**Data provided**:

# # # # # # #

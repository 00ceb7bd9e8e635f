use crate::error::{HydroError, Result};
use crate::model::{IssueKind, StatusLevel};
use serde::{Deserialize, Serialize};
use std::path::Path;

// ---------------------------------------------------------------------------
// TrackerConfig
// ---------------------------------------------------------------------------

/// Connection settings for the issue tracker.
#[derive(Debug, Clone, Default)]
pub struct TrackerConfig {
    pub base_url: String,
    pub email: String,
    pub api_token: String,
    pub project_key: Option<String>,
    /// Explicit issue keys for the issue directory; overrides the project query.
    pub issue_keys: Vec<String>,
}

impl TrackerConfig {
    /// Fail with the name of the first missing required setting.
    pub fn validate(&self) -> Result<()> {
        for (value, name) in [
            (&self.base_url, "JIRA_BASE_URL"),
            (&self.email, "JIRA_EMAIL"),
            (&self.api_token, "JIRA_API_TOKEN"),
        ] {
            if value.trim().is_empty() {
                return Err(HydroError::Config(format!("missing {name}")));
            }
        }
        Ok(())
    }

    pub fn base_url(&self) -> &str {
        self.base_url.trim_end_matches('/')
    }
}

/// Split a comma-separated key list, dropping blanks.
pub fn parse_keys(input: &str) -> Vec<String> {
    input
        .split(',')
        .map(str::trim)
        .filter(|k| !k.is_empty())
        .map(str::to_string)
        .collect()
}

// ---------------------------------------------------------------------------
// Vocabulary
// ---------------------------------------------------------------------------

#[derive(Debug, Clone, Serialize, Deserialize)]
pub struct SectorKeyword {
    pub keyword: String,
    pub sector: String,
}

/// Names and phrases the engine matches against tracker data.
#[derive(Debug, Clone, Serialize, Deserialize)]
#[serde(default)]
pub struct Vocabulary {
    /// Substring identifying station issue types (case-insensitive).
    pub station_type: String,
    pub pump_type: String,
    pub blower_type: String,
    pub boat_type: String,
    pub grouping_type: String,
    /// Label of the link type that marks a station's active equipment.
    pub blocking_label: String,
    /// Label of the link type that marks physically connectable equipment.
    pub connects_label: String,
    /// Display name of the dedicated grouping field.
    pub grouping_field_name: String,
    pub withdrawn_phrases: Vec<String>,
    pub warning_markers: Vec<String>,
    pub critical_markers: Vec<String>,
    pub sectors: Vec<SectorKeyword>,
    /// Grouping summaries never offered in the grouping selector.
    pub hidden_groupings: Vec<String>,
    pub batch_concurrency: usize,
    pub page_size: u32,
    pub key_chunk_size: usize,
}

impl Default for Vocabulary {
    fn default() -> Self {
        Self {
            station_type: "puesto".to_string(),
            pump_type: "Bomba".to_string(),
            blower_type: "Soplador".to_string(),
            boat_type: "Lanchón".to_string(),
            grouping_type: "Epic".to_string(),
            blocking_label: "blocks".to_string(),
            connects_label: "connects to".to_string(),
            grouping_field_name: "Epic Link".to_string(),
            withdrawn_phrases: vec!["en reparación".to_string(), "en depósito".to_string()],
            warning_markers: vec!["🟨".to_string(), "yellow".to_string(), "amarillo".to_string()],
            critical_markers: vec!["🟥".to_string(), "red".to_string(), "rojo".to_string()],
            sectors: vec![
                SectorKeyword {
                    keyword: "gruta".to_string(),
                    sector: "Gruta".to_string(),
                },
                SectorKeyword {
                    keyword: "parque".to_string(),
                    sector: "Parque".to_string(),
                },
            ],
            hidden_groupings: [
                "Sist. 1-Arriba",
                "Sist. 2-BTV",
                "Sist. 3-JFV",
                "Sist. 4-Duchas",
                "Sist. Hidro",
                "1-Arriba",
                "2-BTV",
                "3-JFV",
                "4-Duchas",
            ]
            .iter()
            .map(|s| s.to_string())
            .collect(),
            batch_concurrency: 15,
            page_size: 100,
            key_chunk_size: 50,
        }
    }
}

impl Vocabulary {
    pub fn classify(&self, issue_type: &str) -> IssueKind {
        let t = issue_type.trim();
        if t.is_empty() {
            return IssueKind::Other;
        }
        if t.to_lowercase().contains(&self.station_type.to_lowercase()) {
            IssueKind::Station
        } else if t == self.pump_type {
            IssueKind::Pump
        } else if t == self.blower_type {
            IssueKind::Blower
        } else if t == self.boat_type {
            IssueKind::Boat
        } else {
            IssueKind::Other
        }
    }

    pub fn equipment_types(&self) -> [&str; 3] {
        [&self.pump_type, &self.blower_type, &self.boat_type]
    }

    pub fn status_level(&self, status: &str) -> StatusLevel {
        let s = status.trim().to_lowercase();
        if s.is_empty() {
            return StatusLevel::Normal;
        }
        let hit = |markers: &[String]| markers.iter().any(|m| s.contains(&m.to_lowercase()));
        if hit(&self.critical_markers) {
            StatusLevel::Critical
        } else if hit(&self.warning_markers) {
            StatusLevel::Warning
        } else {
            StatusLevel::Normal
        }
    }

    pub fn is_withdrawn(&self, grouping_summary: &str) -> bool {
        let s = grouping_summary.to_lowercase();
        self.withdrawn_phrases
            .iter()
            .any(|p| s.contains(&p.to_lowercase()))
    }

    /// First sector keyword found in either summary, in configured order.
    pub fn sector_for(&self, summary: Option<&str>, parent_summary: Option<&str>) -> Option<String> {
        let summary = summary.unwrap_or_default().to_lowercase();
        let parent = parent_summary.unwrap_or_default().to_lowercase();
        self.sectors
            .iter()
            .find(|s| {
                let kw = s.keyword.to_lowercase();
                summary.contains(&kw) || parent.contains(&kw)
            })
            .map(|s| s.sector.clone())
    }

    pub fn is_hidden_grouping(&self, summary: &str) -> bool {
        let s = summary.trim();
        self.hidden_groupings.iter().any(|h| h == s)
    }

    fn check(&self) -> Result<()> {
        if self.blocking_label.trim().is_empty() || self.connects_label.trim().is_empty() {
            return Err(HydroError::Config(
                "blocking_label and connects_label must not be empty".into(),
            ));
        }
        if self.batch_concurrency == 0 || self.page_size == 0 || self.key_chunk_size == 0 {
            return Err(HydroError::Config(
                "batch_concurrency, page_size and key_chunk_size must be positive".into(),
            ));
        }
        Ok(())
    }
}

// ---------------------------------------------------------------------------
// HydroConfig
// ---------------------------------------------------------------------------

#[derive(Debug, Clone, Default)]
pub struct HydroConfig {
    pub tracker: TrackerConfig,
    pub vocabulary: Vocabulary,
}

impl HydroConfig {
    /// Load the vocabulary from `path` when it exists, defaults otherwise.
    pub fn load(tracker: TrackerConfig, path: Option<&Path>) -> Result<Self> {
        let vocabulary = match path {
            Some(p) if p.exists() => {
                let data = std::fs::read_to_string(p)?;
                let vocab: Vocabulary = serde_yaml::from_str(&data)?;
                vocab.check()?;
                vocab
            }
            Some(p) => {
                tracing::debug!(path = %p.display(), "vocabulary file not found, using defaults");
                Vocabulary::default()
            }
            None => Vocabulary::default(),
        };
        Ok(Self {
            tracker,
            vocabulary,
        })
    }
}
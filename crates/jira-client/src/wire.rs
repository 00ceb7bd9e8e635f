//! Conversions from Jira REST payloads to engine types.
//!
//! Jira reports each link relative to the issue being read: only the far
//! side is present, as `inwardIssue` or `outwardIssue`. The near side is
//! filled in here so every [`Link`] carries both keys.

use hydro_core::model::{
    Account, FieldDef, FieldOption, FieldOptions, GroupingField, Issue, IssueRef, Link, LinkId,
    LinkType, SearchPage, Status, Transition,
};
use hydro_core::{TrackerError, TrackerResult};
use serde_json::{json, Value};

fn str_at<'a>(v: &'a Value, pointer: &str) -> Option<&'a str> {
    v.pointer(pointer).and_then(Value::as_str)
}

fn string_at(v: &Value, pointer: &str) -> String {
    str_at(v, pointer).unwrap_or_default().to_string()
}

/// Field list requested for an issue read.
pub fn issue_fields(grouping: &GroupingField) -> String {
    let mut fields = String::from("summary,status,issuetype,issuelinks,parent,updated");
    if let Some(id) = grouping.field_id() {
        fields.push(',');
        fields.push_str(id);
    }
    fields
}

pub fn link_type(raw: &Value) -> LinkType {
    LinkType {
        id: raw.get("id").and_then(|v| match v {
            Value::String(s) => Some(s.clone()),
            Value::Number(n) => Some(n.to_string()),
            _ => None,
        }),
        name: string_at(raw, "/name"),
        inward: string_at(raw, "/inward"),
        outward: string_at(raw, "/outward"),
    }
}

pub fn link_types(raw: &Value) -> Vec<LinkType> {
    raw.get("issueLinkTypes")
        .and_then(Value::as_array)
        .map(|types| types.iter().map(link_type).collect())
        .unwrap_or_default()
}

/// A link as listed under `owner`'s `issuelinks`. `None` when neither side
/// is present.
pub fn link(owner: &str, raw: &Value) -> Option<Link> {
    let inward = str_at(raw, "/inwardIssue/key");
    let outward = str_at(raw, "/outwardIssue/key");
    let (inward_key, outward_key) = match (inward, outward) {
        (Some(i), Some(o)) => (i.to_string(), o.to_string()),
        (Some(i), None) => (i.to_string(), owner.to_string()),
        (None, Some(o)) => (owner.to_string(), o.to_string()),
        (None, None) => return None,
    };
    Some(Link {
        id: LinkId::from_raw_link(raw),
        link_type: link_type(raw.get("type").unwrap_or(&Value::Null)),
        inward_key,
        outward_key,
    })
}

pub fn links(owner: &str, fields: &Value) -> Vec<Link> {
    fields
        .get("issuelinks")
        .and_then(Value::as_array)
        .map(|raw| raw.iter().filter_map(|l| link(owner, l)).collect())
        .unwrap_or_default()
}

pub fn issue(raw: &Value, grouping: &GroupingField) -> TrackerResult<Issue> {
    let key = str_at(raw, "/key")
        .ok_or_else(|| TrackerError::Decode("issue without key".into()))?
        .to_string();
    let fields = raw.get("fields").unwrap_or(&Value::Null);
    let parent = str_at(fields, "/parent/key").map(|k| IssueRef {
        key: k.to_string(),
        summary: str_at(fields, "/parent/fields/summary").map(str::to_string),
    });
    Ok(Issue {
        summary: string_at(fields, "/summary"),
        issue_type: string_at(fields, "/issuetype/name").trim().to_string(),
        status: Status {
            name: string_at(fields, "/status/name"),
            category: str_at(fields, "/status/statusCategory/name").map(str::to_string),
        },
        grouping: grouping.extract(fields),
        parent,
        links: links(&key, fields),
        updated: str_at(fields, "/updated").map(str::to_string),
        key,
    })
}

pub fn search_page(raw: &Value, grouping: &GroupingField) -> TrackerResult<SearchPage> {
    let issues = raw
        .get("issues")
        .and_then(Value::as_array)
        .map(|list| list.iter().map(|i| issue(i, grouping)).collect::<TrackerResult<Vec<_>>>())
        .transpose()?
        .unwrap_or_default();
    let next_page_token = str_at(raw, "/nextPageToken")
        .filter(|t| !t.is_empty())
        .map(str::to_string);
    let is_last = raw
        .get("isLast")
        .and_then(Value::as_bool)
        .unwrap_or(next_page_token.is_none());
    Ok(SearchPage {
        issues,
        next_page_token,
        is_last,
    })
}

pub fn fields(raw: &Value) -> Vec<FieldDef> {
    raw.as_array()
        .map(|list| {
            list.iter()
                .filter_map(|f| {
                    Some(FieldDef {
                        id: str_at(f, "/id")?.to_string(),
                        name: string_at(f, "/name"),
                    })
                })
                .collect()
        })
        .unwrap_or_default()
}

pub fn transitions(raw: &Value) -> Vec<Transition> {
    raw.get("transitions")
        .and_then(Value::as_array)
        .map(|list| {
            list.iter()
                .map(|t| Transition {
                    id: string_at(t, "/id"),
                    name: string_at(t, "/name"),
                    to_name: string_at(t, "/to/name"),
                })
                .collect()
        })
        .unwrap_or_default()
}

/// Allowed values of `field_id` from an `editmeta` payload.
pub fn field_options(field_id: &str, raw: &Value) -> FieldOptions {
    let field = raw
        .get("fields")
        .and_then(|f| f.get(field_id))
        .unwrap_or(&Value::Null);
    let field_type = str_at(field, "/schema/type").map(str::to_string);
    let options = field
        .get("allowedValues")
        .and_then(Value::as_array)
        .map(|values| {
            values
                .iter()
                .map(|o| FieldOption {
                    id: string_at(o, "/id"),
                    value: str_at(o, "/value")
                        .or_else(|| str_at(o, "/name"))
                        .map(str::to_string)
                        .unwrap_or_else(|| o.to_string()),
                })
                .collect()
        })
        .unwrap_or_default();
    FieldOptions {
        field_id: field_id.to_string(),
        name: str_at(field, "/name").map(str::to_string),
        is_multi: field_type.as_deref() == Some("array"),
        field_type,
        options,
    }
}

pub fn account(raw: &Value) -> Account {
    Account {
        account_id: str_at(raw, "/accountId").map(str::to_string),
        display_name: str_at(raw, "/displayName").map(str::to_string),
        email_address: str_at(raw, "/emailAddress").map(str::to_string),
    }
}

/// One-paragraph rich-text document holding `text`.
pub fn comment_body(text: &str) -> Value {
    json!({
        "body": {
            "type": "doc",
            "version": 1,
            "content": [
                { "type": "paragraph", "content": [{ "type": "text", "text": text }] }
            ]
        }
    })
}

/// Readable message from a Jira error body, falling back to the raw text.
pub fn error_message(body: &str) -> String {
    let Ok(raw) = serde_json::from_str::<Value>(body) else {
        return body.trim().to_string();
    };
    let mut parts: Vec<String> = raw
        .get("errorMessages")
        .and_then(Value::as_array)
        .map(|m| m.iter().filter_map(Value::as_str).map(str::to_string).collect())
        .unwrap_or_default();
    if let Some(errors) = raw.get("errors").and_then(Value::as_object) {
        for (field, msg) in errors {
            if let Some(msg) = msg.as_str() {
                parts.push(format!("{field}: {msg}"));
            }
        }
    }
    if parts.is_empty() {
        body.trim().to_string()
    } else {
        parts.join("; ")
    }
}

# # # # # # #

Scan the listing above for the word "LinkId" and show each line where it is found.

**Result**:
    Account, FieldDef, FieldOption, FieldOptions, GroupingField, Issue, IssueRef, Link, LinkId,
        id: LinkId::from_raw_link(raw),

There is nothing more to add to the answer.